Atrocidades entrañables

La llamada Nueva Comedia Americana (o lo que va quedando de ella), cada vez más lejos del radar de nuestros distribuidores, llega este mes a la cartelera con nada menos que tres exponentes. En este caso nos ocupamos de la sorprendente Buenos vecinos y de su hasta acá más ninguneado y desaforado director, Nicholas Stoller.

Nota publicada en el número 148 de Haciendo Cine.

El estreno local de Buenos vecinos es un acontecimiento bastante único: es la primera de las cuatro (enormes) películas de Nicholas Stoller en estrenarse comercialmente en cines en Argentina (tanto Cómo sobrevivir a mi ex como The Five-Year Engagement estuvieron a punto de estrenarse en algún momento pero, como sucede mucho –demasiado– con las “nuevas comedias americanas”, al final los señores distribuidores decidieron que no). Encima, este estreno viene acompañado por los de otros dos exponentes de la NCA: Luna de miel en familia, de Frank Coraci, en la que Adam Sandler se reúne con Drew Barrymore; y A Million Ways to Die in the West, de Seth MacFarlane, director de Ted y creador de Padre de familia y American Dad!. Esto no alcanza para perdonar el crimen de no haber estrenado Anchorman 2 (ni ninguna otra película de Adam McKay, uno de los mejores directores de la actualidad), pero no deja de ser algo digno de festejo.

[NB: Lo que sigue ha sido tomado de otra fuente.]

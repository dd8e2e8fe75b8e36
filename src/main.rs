//! chatserve - server half of a two-party, line-oriented TCP chat
//!
//! Listens on a single port, exchanges newline-terminated messages with one
//! client at a time, and returns to listening whenever the peer disconnects.
//! Typing `\quit` at the prompt ends the program.

use std::path::PathBuf;
use std::process::ExitCode;
use std::sync::Arc;

use anyhow::Context;
use clap::Parser;
use tracing::info;
use tracing_subscriber::{layer::SubscriberExt, util::SubscriberInitExt};

use chatserve::config::{self, Config, ConfigManager};
use chatserve::{ConnectionManager, Result};

/// CLI arguments for chatserve
#[derive(Parser, Debug)]
#[command(name = "chatserve")]
#[command(about = "Server half of a two-party line-oriented chat")]
#[command(version)]
pub struct CliArgs {
    /// Port to listen on (1024-65535)
    pub port: String,

    /// Configuration file path
    #[arg(
        short,
        long,
        default_value = "chatserve.toml",
        help = "Path to configuration file"
    )]
    pub config: PathBuf,

    /// Log level (trace, debug, info, warn, error)
    #[arg(long, help = "Log level")]
    pub log_level: Option<String>,
}

fn main() -> ExitCode {
    // Argument and port validation happen before anything binds, with the
    // diagnostics on stderr and exit status 1.
    let args = match CliArgs::try_parse() {
        Ok(args) => args,
        Err(e) => match e.kind() {
            clap::error::ErrorKind::DisplayHelp | clap::error::ErrorKind::DisplayVersion => {
                let _ = e.print();
                return ExitCode::SUCCESS;
            }
            _ => {
                eprintln!("Usage: chatserve <port number>");
                return ExitCode::FAILURE;
            }
        },
    };

    let port = match config::parse_port(&args.port) {
        Ok(port) => port,
        Err(e) => {
            eprintln!("Error: {}", e);
            return ExitCode::FAILURE;
        }
    };

    let runtime = match tokio::runtime::Runtime::new() {
        Ok(runtime) => runtime,
        Err(e) => {
            eprintln!("Error: failed to start runtime: {}", e);
            return ExitCode::FAILURE;
        }
    };

    let result = runtime.block_on(run(args, port));

    // A terminal read parked on the blocking pool must not hold the
    // process open once the session is over.
    runtime.shutdown_background();

    match result {
        Ok(()) => ExitCode::SUCCESS,
        Err(e) => {
            eprintln!("Error: {:#}", e);
            ExitCode::FAILURE
        }
    }
}

async fn run(args: CliArgs, port: u16) -> Result<()> {
    // Configuration priority: CLI arguments, then the config file, then
    // environment variables, then built-in defaults.
    let mut config = if args.config.exists() {
        ConfigManager::load_from_file(&args.config)?
    } else {
        ConfigManager::load_from_env()?
    };

    config.merge_with_cli_args(port, args.log_level.as_deref());
    config
        .validate()
        .context("configuration validation failed")?;

    init_tracing(&config)?;

    info!(
        "starting chatserve v{} on port {}",
        env!("CARGO_PKG_VERSION"),
        port
    );

    let manager = ConnectionManager::new(Arc::new(config));
    let stdin = tokio::io::BufReader::new(tokio::io::stdin());
    manager.run_forever(stdin, tokio::io::stdout()).await
}

/// Initialize tracing/logging
fn init_tracing(config: &Config) -> Result<()> {
    let env_filter = tracing_subscriber::EnvFilter::try_from_default_env()
        .unwrap_or_else(|_| tracing_subscriber::EnvFilter::new(&config.server.log_level));

    // Logs go to stderr; stdout is the chat surface.
    tracing_subscriber::registry()
        .with(
            tracing_subscriber::fmt::layer()
                .with_target(false)
                .with_writer(std::io::stderr)
                .with_ansi(true),
        )
        .with(env_filter)
        .init();

    Ok(())
}
//! Background receive loop for the connected peer.

use std::sync::Arc;

use tokio::io::{AsyncBufRead, AsyncWrite, Lines};
use tracing::{debug, error};

use crate::console::Console;
use crate::net::{ListenerGuard, PeerWriter};
use crate::session::SessionState;
use crate::Result;

/// Reads lines from the peer until the session stops or the stream ends.
///
/// A clean end-of-stream is an ordinary disconnect: the session flags flip,
/// both sockets close, and the task returns `Ok` so the manager re-listens.
/// Any other read failure propagates; the caller treats it as fatal.
pub async fn run<R, W>(
    mut lines: Lines<R>,
    handle: String,
    state: Arc<SessionState>,
    listener: ListenerGuard,
    writer: PeerWriter,
    console: Console<W>,
) -> Result<()>
where
    R: AsyncBufRead + Unpin,
    W: AsyncWrite + Unpin,
{
    while state.is_running() {
        match lines.next_line().await {
            Ok(Some(message)) => {
                console.incoming(&handle, &message).await?;
            }
            Ok(None) => {
                // Peer closed its end. Flags flip first, then the sockets
                // close, then the notice prints: the send loop must observe
                // running == false before it could touch a torn-down
                // connection.
                state.request_restart();
                state.stop_and_notify();
                listener.close().await;
                writer.close().await;
                console.line("\nClient has disconnected.").await?;
                debug!("peer closed the connection, session will restart");
                return Ok(());
            }
            Err(e) => {
                state.stop_and_notify();
                error!("error reading from peer: {}", e);
                return Err(anyhow::Error::new(e).context("error reading from peer"));
            }
        }
    }

    Ok(())
}
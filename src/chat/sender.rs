//! Operator-facing send loop.

use tokio::io::{AsyncBufRead, AsyncWrite, Lines};
use tracing::debug;

use crate::console::Console;
use crate::net::PeerWriter;
use crate::protocol::{self, QUIT_COMMAND};
use crate::session::SessionState;
use crate::Result;

/// Why the send loop ended. A local quit ends the whole program; a vanished
/// peer only ends the current conversation.
#[derive(Debug, Clone, Copy, PartialEq, Eq)]
pub enum SenderOutcome {
    /// The operator typed the quit command.
    Quit,
    /// The operator input stream ended.
    InputClosed,
    /// The session stopped underneath us: the peer disconnected or failed.
    PeerGone,
}

/// Forwards operator-typed lines to the peer, prefixed with the local
/// handle, until local quit, peer disconnect, or input end.
pub async fn run<R, W>(
    input: &mut Lines<R>,
    handle: &str,
    state: &SessionState,
    writer: &PeerWriter,
    console: &Console<W>,
) -> Result<SenderOutcome>
where
    R: AsyncBufRead + Unpin,
    W: AsyncWrite + Unpin,
{
    loop {
        if !state.is_running() {
            return Ok(SenderOutcome::PeerGone);
        }

        console.prompt(handle).await?;

        tokio::select! {
            line = input.next_line() => {
                match line? {
                    Some(text) if text == QUIT_COMMAND => {
                        state.stop_and_notify();
                        debug!("operator quit");
                        return Ok(SenderOutcome::Quit);
                    }
                    Some(text) => {
                        // The peer may have vanished between the check at
                        // the top of the loop and this send; skip rather
                        // than write into a torn-down connection.
                        if !state.is_running() {
                            return Ok(SenderOutcome::PeerGone);
                        }
                        if !writer.send(&protocol::outgoing_line(handle, &text)).await? {
                            return Ok(SenderOutcome::PeerGone);
                        }
                    }
                    None => {
                        debug!("operator input stream ended");
                        return Ok(SenderOutcome::InputClosed);
                    }
                }
            }
            _ = state.stopped() => {
                return Ok(SenderOutcome::PeerGone);
            }
        }
    }
}
//! Configuration loading, validation, and management.
//!
//! Priority (highest to lowest): command-line arguments, configuration
//! file, environment variables, built-in defaults.

use std::fmt;
use std::path::Path;

use anyhow::{bail, Context};
use serde::{Deserialize, Serialize};

use crate::Result;

/// Ports below this are reserved or privileged and are rejected at startup.
pub const PORT_MIN: u16 = 1024;

/// Main configuration structure
#[derive(Debug, Clone, Default, Deserialize, Serialize)]
#[serde(default)]
pub struct Config {
    pub server: ServerConfig,
}

/// Server configuration
#[derive(Debug, Clone, Deserialize, Serialize)]
#[serde(default)]
pub struct ServerConfig {
    /// Listening port; supplied on the command line and validated against
    /// [`PORT_MIN`]..=65535 before any bind is attempted.
    pub port: u16,
    pub bind_host: String,
    /// Local identity prefixed to every outgoing line. Fixed for the
    /// process lifetime.
    pub handle: String,
    pub log_level: String,
}

impl Default for ServerConfig {
    fn default() -> Self {
        Self {
            port: 0,
            bind_host: "0.0.0.0".to_string(),
            handle: "SERVER".to_string(),
            log_level: "warn".to_string(),
        }
    }
}

/// Error produced when the port argument is not an integer in
/// [`PORT_MIN`]..=65535.
#[derive(Debug, Clone, PartialEq, Eq)]
pub struct PortRangeError;

impl fmt::Display for PortRangeError {
    fn fmt(&self, f: &mut fmt::Formatter<'_>) -> fmt::Result {
        write!(f, "Port must be a number between {} and 65535.", PORT_MIN)
    }
}

impl std::error::Error for PortRangeError {}

/// Parses and range-checks the port argument. This is a startup
/// precondition: a port that fails here must never reach a bind call.
pub fn parse_port(raw: &str) -> std::result::Result<u16, PortRangeError> {
    match raw.parse::<u32>() {
        Ok(port) if (u32::from(PORT_MIN)..=u32::from(u16::MAX)).contains(&port) => Ok(port as u16),
        _ => Err(PortRangeError),
    }
}

/// Manages configuration loading and validation
pub struct ConfigManager;

impl ConfigManager {
    /// Load configuration from file
    pub fn load_from_file(path: &Path) -> Result<Config> {
        if path.exists() {
            tracing::debug!("loading configuration from {}", path.display());
            let content = std::fs::read_to_string(path)
                .with_context(|| format!("failed to read config file: {}", path.display()))?;

            let config: Config = toml::from_str(&content)
                .with_context(|| format!("failed to parse config file: {}", path.display()))?;

            Ok(config)
        } else {
            tracing::debug!(
                "configuration file not found at {}, using defaults",
                path.display()
            );
            Ok(Config::default())
        }
    }

    /// Load configuration from environment variables
    pub fn load_from_env() -> Result<Config> {
        let mut config = Config::default();

        if let Ok(bind_host) = std::env::var("CHATSERVE_BIND_HOST") {
            config.server.bind_host = bind_host;
        }

        if let Ok(handle) = std::env::var("CHATSERVE_HANDLE") {
            config.server.handle = handle;
        }

        if let Ok(log_level) = std::env::var("CHATSERVE_LOG_LEVEL") {
            config.server.log_level = log_level;
        }

        Ok(config)
    }
}

impl Config {
    /// Validate the configuration after all overrides have been applied.
    pub fn validate(&self) -> Result<()> {
        if self.server.port < PORT_MIN {
            bail!("{}", PortRangeError);
        }

        if self.server.bind_host.is_empty() {
            bail!("bind_host must not be empty");
        }

        if self.server.handle.is_empty() {
            bail!("handle must not be empty");
        }

        let valid_log_levels = ["trace", "debug", "info", "warn", "error"];
        if !valid_log_levels.contains(&self.server.log_level.as_str()) {
            bail!(
                "log_level must be one of: {}",
                valid_log_levels.join(", ")
            );
        }

        Ok(())
    }

    /// Merge with CLI arguments
    pub fn merge_with_cli_args(&mut self, port: u16, log_level: Option<&str>) {
        self.server.port = port;
        tracing::debug!("CLI override: port set to {}", port);

        if let Some(level) = log_level {
            self.server.log_level = level.to_string();
            tracing::debug!("CLI override: log level set to {}", level);
        }
    }

    /// Address string handed to the TCP bind call.
    pub fn bind_addr(&self) -> String {
        format!("{}:{}", self.server.bind_host, self.server.port)
    }
}

#[cfg(test)]
mod tests {
    use super::*;
    use std::io::Write;

    #[test]
    fn parse_port_accepts_registered_range() {
        assert_eq!(parse_port("1024"), Ok(1024));
        assert_eq!(parse_port("5000"), Ok(5000));
        assert_eq!(parse_port("65535"), Ok(65535));
    }

    #[test]
    fn parse_port_rejects_out_of_range() {
        assert_eq!(parse_port("0"), Err(PortRangeError));
        assert_eq!(parse_port("80"), Err(PortRangeError));
        assert_eq!(parse_port("1023"), Err(PortRangeError));
        assert_eq!(parse_port("65536"), Err(PortRangeError));
        assert_eq!(parse_port("70000"), Err(PortRangeError));
    }

    #[test]
    fn parse_port_rejects_non_numeric() {
        assert_eq!(parse_port("notanumber"), Err(PortRangeError));
        assert_eq!(parse_port(""), Err(PortRangeError));
        assert_eq!(parse_port("-1"), Err(PortRangeError));
        assert_eq!(parse_port("50 00"), Err(PortRangeError));
    }

    #[test]
    fn range_error_message_names_the_bounds() {
        assert_eq!(
            PortRangeError.to_string(),
            "Port must be a number between 1024 and 65535."
        );
    }

    #[test]
    fn validate_rejects_unmerged_port() {
        let config = Config::default();
        assert!(config.validate().is_err());
    }

    #[test]
    fn validate_accepts_merged_config() {
        let mut config = Config::default();
        config.merge_with_cli_args(5000, None);
        assert!(config.validate().is_ok());
        assert_eq!(config.bind_addr(), "0.0.0.0:5000");
    }

    #[test]
    fn validate_rejects_empty_handle() {
        let mut config = Config::default();
        config.merge_with_cli_args(5000, None);
        config.server.handle.clear();
        assert!(config.validate().is_err());
    }

    #[test]
    fn validate_rejects_unknown_log_level() {
        let mut config = Config::default();
        config.merge_with_cli_args(5000, Some("loud"));
        assert!(config.validate().is_err());
    }

    #[test]
    fn load_from_file_reads_toml() {
        let mut file = tempfile::NamedTempFile::new().expect("temp file");
        writeln!(
            file,
            "[server]\nbind_host = \"127.0.0.1\"\nhandle = \"OPS\"\n"
        )
        .expect("write config");

        let config = ConfigManager::load_from_file(file.path()).expect("load config");
        assert_eq!(config.server.bind_host, "127.0.0.1");
        assert_eq!(config.server.handle, "OPS");
        // Unset fields keep their defaults.
        assert_eq!(config.server.log_level, "warn");
    }

    #[test]
    fn load_from_file_rejects_malformed_toml() {
        let mut file = tempfile::NamedTempFile::new().expect("temp file");
        writeln!(file, "[server\nport = oops").expect("write config");

        assert!(ConfigManager::load_from_file(file.path()).is_err());
    }

    #[test]
    fn load_from_missing_file_falls_back_to_defaults() {
        let config = ConfigManager::load_from_file(Path::new("/nonexistent/chatserve.toml"))
            .expect("defaults");
        assert_eq!(config.server.handle, "SERVER");
    }
}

Para quienes no conocen a Nicholas Stoller, bueno, deberían ir corriendo a ver todas sus películas, pero aquí les dejamos un poco de historia: luego de haber escrito un episodio para la serie de Comedy Central Strangers with Candy, entre 2001 y 2002 (cuando tenía 25 años) formó parte del equipo de guionistas de la fugaz pero memorable serie Primer año (Undeclared), de Judd Apatow, que, al igual que la también fugaz y aún más memorable Freaks and Geeks (1999-2000, de Apatow y Paul Feig), fue todo un semillero de talentos (de estas series salió gente como Seth Rogen, Jason Segel, Martin Starr, Jay Baruchel, James Franco y montones de etcéteras). Su primera película como director, luego de haber escrito Las locuras de Dick y Jane de Dean Parisot y ¡Sí, señor! de Peyton Reed, fue Cómo sobrevivir a mi ex (o Forgetting Sarah Marshall), comedia brillante de 2008 escrita y protagonizada por Jason Segel (quien hace un desnudo frontal en una secuencia antológica y más bien rupturista). Dos años después, Stoller realizó Cómo sobrevivir a un rockero (o Get Him to the Greek; ¡estos tituladores locales!), en la que tomó a un personaje secundario de Sarah Marshall (el rockstar demente Aldous Snow, interpretado por Russell Brand) y lo puso en una dupla protagónica junto al gran Jonah Hill. El resultado es otra comedia de timingperfecto, bastante más extrema que la anterior pero con la misma ternura y el mismo amor por los personajes que solemos ver en películas de Apatow y aledaños. 2012 fue el año de su película más ambiciosa, más personal y, también, más incomprendida: en The Five-Year Engagement volvió a juntarse con Jason Segel (esta vez escribieron ambos) para una comedia agridulce de duración desorbitada (124’ en la versión que se vio en cines –en cines de otros países, no olvidemos– y casi 140’ en su “versión extendida”). Al igual que Hazme reír de Judd Apatow, con la que tiene varios puntos de contacto, o las películas de James L. Brooks, de las cuales tanto Stoller como Apatow toman varias cosas, la película utiliza esa duración para desarrollar una galería de personajes brillantes y repletos de matices.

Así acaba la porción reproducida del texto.